• _PROBLEM_:
Return the records exactly, from the first line through the "pub struct CompletionSettings" line.

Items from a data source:
____________

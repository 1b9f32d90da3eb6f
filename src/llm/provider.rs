// Copyright 2026 BadCompany
//
// Licensed under the Apache License, Version 2.0 (the "License");
// you may not use this file except in compliance with the License.
// You may obtain a copy of the License at
//
//     http://www.apache.org/licenses/LICENSE-2.0
//
// Unless required by applicable law or agreed to in writing, software
// distributed under the License is distributed on an "AS IS" BASIS,
// WITHOUT WARRANTIES OR CONDITIONS OF ANY KIND, either express or implied.
// See the License for the specific language governing permissions and
// limitations under the License.

// HTTP completion providers (OpenAI chat completions, Anthropic messages)

use crate::config::{Config, ProviderKind};
use crate::engine_core::constants::provider as defaults;
use crate::engine_core::errors::ClassifierError;
use async_trait::async_trait;
use reqwest::Client;
use serde::{Deserialize, Serialize};
use std::sync::Arc;
use std::time::Duration;
use tracing::{debug, warn};

/// One system + user exchange with a chat model, returning the raw reply text
#[async_trait]
pub trait CompletionProvider: Send + Sync {
    fn name(&self) -> &'static str;

    async fn complete(&self, system: &str, user: &str) -> Result<String, ClassifierError>;
}

/// Sampling parameters shared by both providers
#[derive(Debug, Clone)]
pub struct CompletionSettings {
    pub model: String,
    pub temperature: f32,
    pub max_tokens: u32,
    pub timeout: Duration,
}

impl CompletionSettings {
    pub fn from_config(config: &Config) -> Self {
        Self {
            model: config.model().to_string(),
            temperature: config.temperature,
            max_tokens: config.max_tokens,
            timeout: Duration::from_secs(config.request_timeout_secs),
        }
    }
}

fn build_client(timeout: Duration) -> Result<Client, ClassifierError> {
    Client::builder()
        .timeout(timeout)
        .connect_timeout(Duration::from_secs(10))
        .pool_idle_timeout(Duration::from_secs(90))
        .build()
        .map_err(|e| {
            ClassifierError::ConfigurationError(format!("Failed to create HTTP client: {}", e))
        })
}

#[derive(Debug, Deserialize)]
struct ApiErrorBody {
    error: Option<ApiErrorDetail>,
}

#[derive(Debug, Deserialize)]
struct ApiErrorDetail {
    message: Option<String>,
}

/// Turn a non-success response into the matching error; 429 becomes `RateLimited`.
async fn error_from_response(provider: &'static str, response: reqwest::Response) -> ClassifierError {
    let status = response.status();
    let body = response.text().await.unwrap_or_default();
    let message = serde_json::from_str::<ApiErrorBody>(&body)
        .ok()
        .and_then(|b| b.error)
        .and_then(|e| e.message)
        .unwrap_or_else(|| format!("HTTP {}: {}", status.as_u16(), body.trim()));

    if status.as_u16() == defaults::RATE_LIMIT_STATUS {
        warn!(provider, "Upstream rate limit");
        ClassifierError::RateLimited {
            provider: provider.to_string(),
            message,
        }
    } else {
        warn!(provider, status = status.as_u16(), error = %message, "Upstream error");
        ClassifierError::ProviderError {
            provider: provider.to_string(),
            message,
        }
    }
}

fn transport_error(provider: &'static str, e: reqwest::Error) -> ClassifierError {
    if e.is_timeout() {
        ClassifierError::TransportError(format!("{} request timed out", provider))
    } else {
        ClassifierError::TransportError(format!("{}: {}", provider, e))
    }
}

#[derive(Serialize)]
struct ChatMessage<'a> {
    role: &'a str,
    content: &'a str,
}

#[derive(Serialize)]
struct ResponseFormat {
    #[serde(rename = "type")]
    kind: &'static str,
}

#[derive(Serialize)]
struct OpenAiRequest<'a> {
    model: &'a str,
    messages: Vec<ChatMessage<'a>>,
    temperature: f32,
    max_tokens: u32,
    response_format: ResponseFormat,
}

#[derive(Deserialize)]
struct OpenAiResponse {
    choices: Vec<OpenAiChoice>,
}

#[derive(Deserialize)]
struct OpenAiChoice {
    message: OpenAiMessage,
}

#[derive(Deserialize)]
struct OpenAiMessage {
    content: Option<String>,
}

pub struct OpenAiProvider {
    http_client: Client,
    api_key: String,
    endpoint: String,
    settings: CompletionSettings,
}

impl OpenAiProvider {
    pub fn new(api_key: impl Into<String>, settings: CompletionSettings) -> Result<Self, ClassifierError> {
        Ok(Self {
            http_client: build_client(settings.timeout)?,
            api_key: api_key.into(),
            endpoint: defaults::OPENAI_CHAT_URL.to_string(),
            settings,
        })
    }

    /// Point at a compatible gateway instead of the public API
    pub fn with_endpoint(mut self, endpoint: impl Into<String>) -> Self {
        self.endpoint = endpoint.into();
        self
    }
}

#[async_trait]
impl CompletionProvider for OpenAiProvider {
    fn name(&self) -> &'static str {
        "openai"
    }

    async fn complete(&self, system: &str, user: &str) -> Result<String, ClassifierError> {
        let request = OpenAiRequest {
            model: &self.settings.model,
            messages: vec![
                ChatMessage { role: "system", content: system },
                ChatMessage { role: "user", content: user },
            ],
            temperature: self.settings.temperature,
            max_tokens: self.settings.max_tokens,
            response_format: ResponseFormat { kind: "json_object" },
        };

        debug!(provider = self.name(), model = %self.settings.model, "Sending completion request");

        let response = self
            .http_client
            .post(&self.endpoint)
            .bearer_auth(&self.api_key)
            .json(&request)
            .send()
            .await
            .map_err(|e| transport_error(self.name(), e))?;

        if !response.status().is_success() {
            return Err(error_from_response(self.name(), response).await);
        }

        let body: OpenAiResponse = response.json().await.map_err(|e| {
            ClassifierError::ResponseFormatError(format!("unexpected OpenAI response: {}", e))
        })?;

        body.choices
            .into_iter()
            .next()
            .and_then(|c| c.message.content)
            .ok_or_else(|| ClassifierError::ResponseFormatError("OpenAI reply has no content".to_string()))
    }
}

#[derive(Serialize)]
struct AnthropicRequest<'a> {
    model: &'a str,
    max_tokens: u32,
    temperature: f32,
    system: &'a str,
    messages: Vec<ChatMessage<'a>>,
}

#[derive(Deserialize)]
struct AnthropicResponse {
    content: Vec<AnthropicBlock>,
}

#[derive(Deserialize)]
struct AnthropicBlock {
    #[serde(rename = "type")]
    kind: String,
    #[serde(default)]
    text: Option<String>,
}

pub struct AnthropicProvider {
    http_client: Client,
    api_key: String,
    endpoint: String,
    settings: CompletionSettings,
}

impl AnthropicProvider {
    pub fn new(api_key: impl Into<String>, settings: CompletionSettings) -> Result<Self, ClassifierError> {
        Ok(Self {
            http_client: build_client(settings.timeout)?,
            api_key: api_key.into(),
            endpoint: defaults::ANTHROPIC_MESSAGES_URL.to_string(),
            settings,
        })
    }

    pub fn with_endpoint(mut self, endpoint: impl Into<String>) -> Self {
        self.endpoint = endpoint.into();
        self
    }
}

#[async_trait]
impl CompletionProvider for AnthropicProvider {
    fn name(&self) -> &'static str {
        "anthropic"
    }

    async fn complete(&self, system: &str, user: &str) -> Result<String, ClassifierError> {
        let request = AnthropicRequest {
            model: &self.settings.model,
            max_tokens: self.settings.max_tokens,
            temperature: self.settings.temperature,
            system,
            messages: vec![ChatMessage { role: "user", content: user }],
        };

        debug!(provider = self.name(), model = %self.settings.model, "Sending completion request");

        let response = self
            .http_client
            .post(&self.endpoint)
            .header("x-api-key", &self.api_key)
            .header("anthropic-version", defaults::ANTHROPIC_VERSION)
            .json(&request)
            .send()
            .await
            .map_err(|e| transport_error(self.name(), e))?;

        if !response.status().is_success() {
            return Err(error_from_response(self.name(), response).await);
        }

        let body: AnthropicResponse = response.json().await.map_err(|e| {
            ClassifierError::ResponseFormatError(format!("unexpected Anthropic response: {}", e))
        })?;

        let text: String = body
            .content
            .into_iter()
            .filter(|block| block.kind == "text")
            .filter_map(|block| block.text)
            .collect();

        if text.is_empty() {
            return Err(ClassifierError::ResponseFormatError(
                "Anthropic reply has no text block".to_string(),
            ));
        }
        Ok(text)
    }
}

/// Build the provider selected in `config`.
pub fn from_config(config: &Config) -> Result<Arc<dyn CompletionProvider>, ClassifierError> {
    let settings = CompletionSettings::from_config(config);
    let key = config.api_key()?;
    let provider: Arc<dyn CompletionProvider> = match config.provider {
        ProviderKind::OpenAi => Arc::new(OpenAiProvider::new(key, settings)?),
        ProviderKind::Anthropic => Arc::new(AnthropicProvider::new(key, settings)?),
    };
    Ok(provider)
}
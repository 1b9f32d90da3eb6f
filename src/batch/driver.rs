// Copyright 2026 BadCompany
//
// Licensed under the Apache License, Version 2.0 (the "License");
// you may not use this file except in compliance with the License.
// You may obtain a copy of the License at
//
//     http://www.apache.org/licenses/LICENSE-2.0
//
// Unless required by applicable law or agreed to in writing, software
// distributed under the License is distributed on an "AS IS" BASIS,
// WITHOUT WARRANTIES OR CONDITIONS OF ANY KIND, either express or implied.
// See the License for the specific language governing permissions and
// limitations under the License.

//! Sequential batch driver.
//!
//! One tool in flight at a time with a fixed delay between submissions.
//! Rate-limited submissions are retried with a growing wait; every other
//! failure is recorded at once and the batch moves on.

use crate::batch::store::ResultStore;
use crate::config::Config;
use crate::engine::validator::ClassificationValidator;
use crate::engine_core::constants::batch as defaults;
use crate::engine_core::errors::ClassifierError;
use crate::engine_core::models::{ClassificationOutput, ToolClassificationRecord};
use crate::llm::pipeline::{ClassificationRequest, ToolClassifier};
use chrono::{DateTime, Utc};
use std::sync::Arc;
use std::time::Duration;
use tracing::{error, info, warn};
use uuid::Uuid;

#[derive(Debug, Clone, Copy, PartialEq, Eq)]
pub struct BatchOptions {
    /// Pause between two submissions, also the base of the rate-limit backoff
    pub delay: Duration,
    pub max_attempts: u32,
}

impl BatchOptions {
    pub fn from_config(config: &Config) -> Self {
        Self {
            delay: Duration::from_millis(config.delay_ms),
            max_attempts: config.max_attempts.max(1),
        }
    }

    /// Wait after the `attempt`-th rate-limited try
    pub fn backoff(&self, attempt: u32) -> Duration {
        self.delay
            .saturating_mul(attempt.saturating_mul(defaults::RATE_LIMIT_BACKOFF_FACTOR))
    }
}

impl Default for BatchOptions {
    fn default() -> Self {
        Self {
            delay: Duration::from_millis(defaults::DEFAULT_DELAY_MS),
            max_attempts: defaults::DEFAULT_MAX_ATTEMPTS,
        }
    }
}

#[derive(Debug, Clone)]
pub struct BatchReport {
    pub run_id: Uuid,
    pub started_at: DateTime<Utc>,
    pub finished_at: DateTime<Utc>,
    /// Input order, one record per request
    pub records: Vec<ToolClassificationRecord>,
}

impl BatchReport {
    pub fn success_count(&self) -> usize {
        self.records.iter().filter(|r| r.is_success()).count()
    }

    pub fn failure_count(&self) -> usize {
        self.records.len() - self.success_count()
    }
}

pub struct BatchDriver {
    classifier: Arc<dyn ToolClassifier>,
    options: BatchOptions,
    store: Option<ResultStore>,
}

impl BatchDriver {
    pub fn new(classifier: Arc<dyn ToolClassifier>, options: BatchOptions) -> Self {
        Self {
            classifier,
            options,
            store: None,
        }
    }

    /// Persist the record list after every item
    pub fn with_store(mut self, store: ResultStore) -> Self {
        self.store = Some(store);
        self
    }

    async fn classify_with_retry(
        &self,
        request: &ClassificationRequest,
    ) -> Result<ClassificationOutput, ClassifierError> {
        let mut attempt = 1;
        loop {
            match self.classifier.classify(request).await {
                Ok(output) => return Ok(output),
                Err(e) if e.is_rate_limited() && attempt < self.options.max_attempts => {
                    let wait = self.options.backoff(attempt);
                    warn!(
                        url = %request.url,
                        attempt,
                        wait_ms = wait.as_millis() as u64,
                        "Rate limited, backing off"
                    );
                    tokio::time::sleep(wait).await;
                    attempt += 1;
                }
                Err(e) => return Err(e),
            }
        }
    }

    /// Classify one tool and run the pre-submission validator over the result.
    pub async fn process(&self, request: &ClassificationRequest) -> ToolClassificationRecord {
        match self.classify_with_retry(request).await {
            Ok(mut output) => {
                let report = ClassificationValidator::validate(
                    &output,
                    &request.url,
                    request.description_or_empty(),
                );
                output.apply_corrections(&report.corrections);
                ToolClassificationRecord::success(request.url.clone(), output, Some(report.summary()))
            }
            Err(e) => {
                error!(url = %request.url, error = %e, "Classification failed");
                ToolClassificationRecord::failure(request.url.clone(), e.to_string())
            }
        }
    }

    fn persist(&self, records: &[ToolClassificationRecord]) {
        if let Some(store) = &self.store {
            // Storage failures are logged, never fatal
            if let Err(e) = store.save(records) {
                warn!(error = %e, "Failed to persist batch results");
            }
        }
    }

    pub async fn run(&self, requests: &[ClassificationRequest]) -> BatchReport {
        let run_id = Uuid::new_v4();
        let started_at = Utc::now();
        let total = requests.len();
        let mut records = Vec::with_capacity(total);

        info!(%run_id, total, delay_ms = self.options.delay.as_millis() as u64, "Batch started");

        for (index, request) in requests.iter().enumerate() {
            if index > 0 && !self.options.delay.is_zero() {
                tokio::time::sleep(self.options.delay).await;
            }

            let record = self.process(request).await;
            info!(
                %run_id,
                progress = index + 1,
                total,
                url = %record.url,
                success = record.is_success(),
                "Batch item done"
            );
            records.push(record);
            self.persist(&records);
        }

        let report = BatchReport {
            run_id,
            started_at,
            finished_at: Utc::now(),
            records,
        };
        info!(
            %run_id,
            succeeded = report.success_count(),
            failed = report.failure_count(),
            "Batch finished"
        );
        report
    }
}

#[cfg(test)]
mod tests {
    use super::*;

    #[test]
    fn test_backoff_grows_with_attempt() {
        let options = BatchOptions {
            delay: Duration::from_millis(2000),
            max_attempts: 3,
        };
        assert_eq!(options.backoff(1), Duration::from_millis(4000));
        assert_eq!(options.backoff(2), Duration::from_millis(8000));
    }

    #[test]
    fn test_options_from_config_never_zero_attempts() {
        let config = Config {
            max_attempts: 0,
            delay_ms: 10,
            ..Config::default()
        };
        let options = BatchOptions::from_config(&config);
        assert_eq!(options.max_attempts, 1);
        assert_eq!(options.delay, Duration::from_millis(10));
    }
}
// Copyright 2026 BadCompany
//
// Licensed under the Apache License, Version 2.0 (the "License");
// you may not use this file except in compliance with the License.
// You may obtain a copy of the License at
//
//     http://www.apache.org/licenses/LICENSE-2.0
//
// Unless required by applicable law or agreed to in writing, software
// distributed under the License is distributed on an "AS IS" BASIS,
// WITHOUT WARRANTIES OR CONDITIONS OF ANY KIND, either express or implied.
// See the License for the specific language governing permissions and
// limitations under the License.

//! Taxonomy Registry.
//!
//! Fixed tables for the closed category set, the functional-tag whitelist and
//! the tag blacklist. Tables are literals compiled into the binary; a policy
//! change means a new [`TaxonomyVersion`], never a runtime mutation.

use crate::engine_core::types::Category;
use serde::{Deserialize, Serialize};
use sha2::{Digest, Sha256};
use std::collections::HashSet;
use std::fmt;

/// Thematic group of whitelisted functional tags
#[derive(Debug, Clone, Copy)]
pub struct TagGroup {
    pub name: &'static str,
    pub tags: &'static [&'static str],
}

const TAG_GROUPS: [TagGroup; 7] = [
    TagGroup {
        name: "Texto e Redação",
        tags: &[
            "Copywriting",
            "Geração de texto",
            "Escrita criativa",
            "Resumo automático",
            "Reformulação de texto",
            "Storytelling",
            "E-mails automáticos",
            "Blog generator",
            "Editor de artigos",
            "Documentação automática",
            "Parafraseador",
            "Roteiros / Scripts",
            "Ferramentas educacionais (para estudantes)",
            "Verificador gramatical/ortográfico",
            "Geração de conteúdo SEO",
        ],
    },
    TagGroup {
        name: "Imagem e Design",
        tags: &[
            "Gerador de arte",
            "IA para fotos",
            "Edição automática de imagem",
            "Background remover",
            "Colorização automática",
            "Criação de logo",
            "Thumbnail generator",
            "Ilustração AI",
            "Geração de avatar",
            "Stylization / Filtros artísticos",
            "Cartoonizer",
            "Mockup generator",
            "IA para design gráfico",
            "Criação de banner/post digital",
            "Designer de interface UI/UX",
        ],
    },
    TagGroup {
        name: "Vídeo e Animação",
        tags: &[
            "Editor de vídeo IA",
            "Geração de vídeo a partir de texto",
            "Texto para animação",
            "Clipping automático",
            "Ferramentas para YouTube/TikTok/Reels",
            "Avatar animado",
            "Motion graphics AI",
            "Legendador automático",
            "Extração de highlights",
            "Efeitos especiais IA",
            "Ferramentas para webinar ou apresentações",
            "Geração de trailers",
            "História animada/manual storyboard",
            "Conversão de slides em vídeo",
        ],
    },
    TagGroup {
        name: "Áudio e Voz",
        tags: &[
            "Text-to-speech",
            "Clonagem de voz",
            "Narrador automático",
            "Criação de podcast",
            "Editor de áudio IA",
            "Transcrição de áudio/vídeo",
            "Música generativa",
            "Ambient sound generator",
            "Tradução automática voz",
            "Ferramentas para audiobooks",
            "Conversão voz para texto",
            "Enhancer de áudio (limpeza ruído)",
            "Dublagem automática",
            "Mídia multilingue voz",
        ],
    },
    TagGroup {
        name: "Negócios e Produtividade",
        tags: &[
            "Automação de tarefas",
            "Agendamento automático",
            "CRM inteligente",
            "Gerenciador de projetos",
            "Gestão de tempo",
            "IA para reuniões",
            "Análise de dados de vendas",
            "E-mail inteligente",
            "IA para planilhas",
            "Dashboards automáticos",
            "Gestão financeira",
            "Follow-up automático",
            "Gestão de equipes",
            "Ferramentas para trabalho remoto",
            "E-mail marketing",
            "CRM e segmentação",
            "Campanhas multicanal",
            "IA para marketing",
        ],
    },
    TagGroup {
        name: "Chatbots e Assistentes",
        tags: &[
            "Chatbot multi-idiomas",
            "Atendimento automático",
            "Suporte ao cliente IA",
            "FAQ inteligente",
            "Voice Bot",
            "Integrações omnichannel",
            "IA para central telefônica",
            "IA para WhatsApp/Telegram/etc.",
            "Avatar conversacional",
            "Assistente para reuniões",
            "IA para onboarding",
        ],
    },
    TagGroup {
        name: "Recursos Extras",
        tags: &[
            "Chrome Extension / Plugin",
            "API disponível",
            "Multi-idiomas",
            "Ferramenta para equipes",
            "Integrações (Zapier, Slack, Google, etc.)",
            "Ferramenta para mobile",
            "Compatível com Outros Softwares (Figma, Photoshop, Final Cut, etc.)",
        ],
    },
];

/// Generic tags models keep inventing
const BLACKLIST_BASE: &[&str] = &[
    "Design e criatividade",
    "Criação de conteúdo",
    "Criação de marketing",
    "Marketing e publicidade",
    "Interface no-code",
    "Inspiração",
    "Produtividade",
];

/// Formerly whitelisted tags judged too generic starting with V2
const RETIRED_IN_V2: &[&str] = &["Geração de texto"];

/// Version of the tag policy tables
#[derive(Debug, Clone, Copy, PartialEq, Eq, Hash, Default, Serialize, Deserialize)]
#[non_exhaustive]
pub enum TaxonomyVersion {
    V1,
    #[default]
    V2,
}

impl TaxonomyVersion {
    pub fn parse_safe(s: &str) -> Self {
        match s.trim().to_lowercase().as_str() {
            "v1" | "1" => TaxonomyVersion::V1,
            _ => TaxonomyVersion::V2,
        }
    }

    pub fn as_str(&self) -> &'static str {
        match self {
            TaxonomyVersion::V1 => "v1",
            TaxonomyVersion::V2 => "v2",
        }
    }

    fn retired_tags(&self) -> &'static [&'static str] {
        match self {
            TaxonomyVersion::V1 => &[],
            TaxonomyVersion::V2 => RETIRED_IN_V2,
        }
    }
}

impl fmt::Display for TaxonomyVersion {
    fn fmt(&self, f: &mut fmt::Formatter<'_>) -> fmt::Result {
        f.write_str(self.as_str())
    }
}

/// Immutable lookup tables for one taxonomy version.
///
/// Construct once at startup and pass by reference; nothing here mutates after `new`.
#[derive(Debug, Clone)]
pub struct TaxonomyRegistry {
    version: TaxonomyVersion,
    whitelist: Vec<&'static str>,
    blacklist: Vec<&'static str>,
    whitelist_set: HashSet<&'static str>,
    blacklist_set: HashSet<&'static str>,
}

impl TaxonomyRegistry {
    pub fn new(version: TaxonomyVersion) -> Self {
        let retired = version.retired_tags();

        let whitelist: Vec<&'static str> = TAG_GROUPS
            .iter()
            .flat_map(|group| group.tags.iter().copied())
            .filter(|tag| !retired.contains(tag))
            .collect();

        let blacklist: Vec<&'static str> = BLACKLIST_BASE
            .iter()
            .chain(retired.iter())
            .copied()
            .collect();

        Self {
            version,
            whitelist_set: whitelist.iter().copied().collect(),
            blacklist_set: blacklist.iter().copied().collect(),
            whitelist,
            blacklist,
        }
    }

    pub fn version(&self) -> TaxonomyVersion {
        self.version
    }

    pub fn categories(&self) -> &'static [Category] {
        &Category::ALL
    }

    pub fn is_valid_category(&self, name: &str) -> bool {
        name.parse::<Category>().is_ok()
    }

    /// Exact match; no case folding or trimming.
    pub fn is_whitelisted_tag(&self, tag: &str) -> bool {
        self.whitelist_set.contains(tag)
    }

    pub fn is_blacklisted_tag(&self, tag: &str) -> bool {
        self.blacklist_set.contains(tag)
    }

    /// Whitelisted tags in declaration order
    pub fn whitelist(&self) -> &[&'static str] {
        &self.whitelist
    }

    pub fn blacklist(&self) -> &[&'static str] {
        &self.blacklist
    }

    /// Whitelisted tags grouped by theme, in declaration order.
    pub fn groups(&self) -> Vec<(&'static str, Vec<&'static str>)> {
        TAG_GROUPS
            .iter()
            .map(|group| {
                let tags = group
                    .tags
                    .iter()
                    .copied()
                    .filter(|tag| self.is_whitelisted_tag(tag))
                    .collect();
                (group.name, tags)
            })
            .collect()
    }

    /// Tags present in both lists. Empty for every shipped version.
    pub fn overlaps(&self) -> Vec<&'static str> {
        self.whitelist
            .iter()
            .copied()
            .filter(|tag| self.blacklist_set.contains(tag))
            .collect()
    }

    /// SHA-256 over the version and every table entry in declaration order.
    pub fn fingerprint(&self) -> String {
        let mut hasher = Sha256::new();
        hasher.update(self.version.as_str().as_bytes());
        for (section, entries) in [
            ("categories", Category::ALL.iter().map(|c| c.as_str()).collect::<Vec<_>>()),
            ("whitelist", self.whitelist.clone()),
            ("blacklist", self.blacklist.clone()),
        ] {
            hasher.update([0u8]);
            hasher.update(section.as_bytes());
            for entry in entries {
                hasher.update([0x1f]);
                hasher.update(entry.as_bytes());
            }
        }
        hex::encode(hasher.finalize())
    }
}

impl Default for TaxonomyRegistry {
    fn default() -> Self {
        Self::new(TaxonomyVersion::default())
    }
}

____________

• _PROBLEM SOLUTION_:
repository 1b9f32d90da3eb6f
filename src/llm/provider.rs
// Copyright 2026 BadCompany
//
// Licensed under the Apache License, Version 2.0 (the "License");
// you may not use this file except in compliance with the License.
// You may obtain a copy of the License at
//
//     http://www.apache.org/licenses/LICENSE-2.0
//
// Unless required by applicable law or agreed to in writing, software
// distributed under the License is distributed on an "AS IS" BASIS,
// WITHOUT WARRANTIES OR CONDITIONS OF ANY KIND, either express or implied.
// See the License for the specific language governing permissions and
// limitations under the License.

// HTTP completion providers (OpenAI chat completions, Anthropic messages)

use crate::config::{Config, ProviderKind};
use crate::engine_core::constants::provider as defaults;
use crate::engine_core::errors::ClassifierError;
use async_trait::async_trait;
use reqwest::Client;
use serde::{Deserialize, Serialize};
use std::sync::Arc;
use std::time::Duration;
use tracing::{debug, warn};

/// One system + user exchange with a chat model, returning the raw reply text
#[async_trait]
pub trait CompletionProvider: Send + Sync {
    fn name(&self) -> &'static str;

    async fn complete(&self, system: &str, user: &str) -> Result<String, ClassifierError>;
}

/// Sampling parameters shared by both providers
#[derive(Debug, Clone)]
pub struct CompletionSettings {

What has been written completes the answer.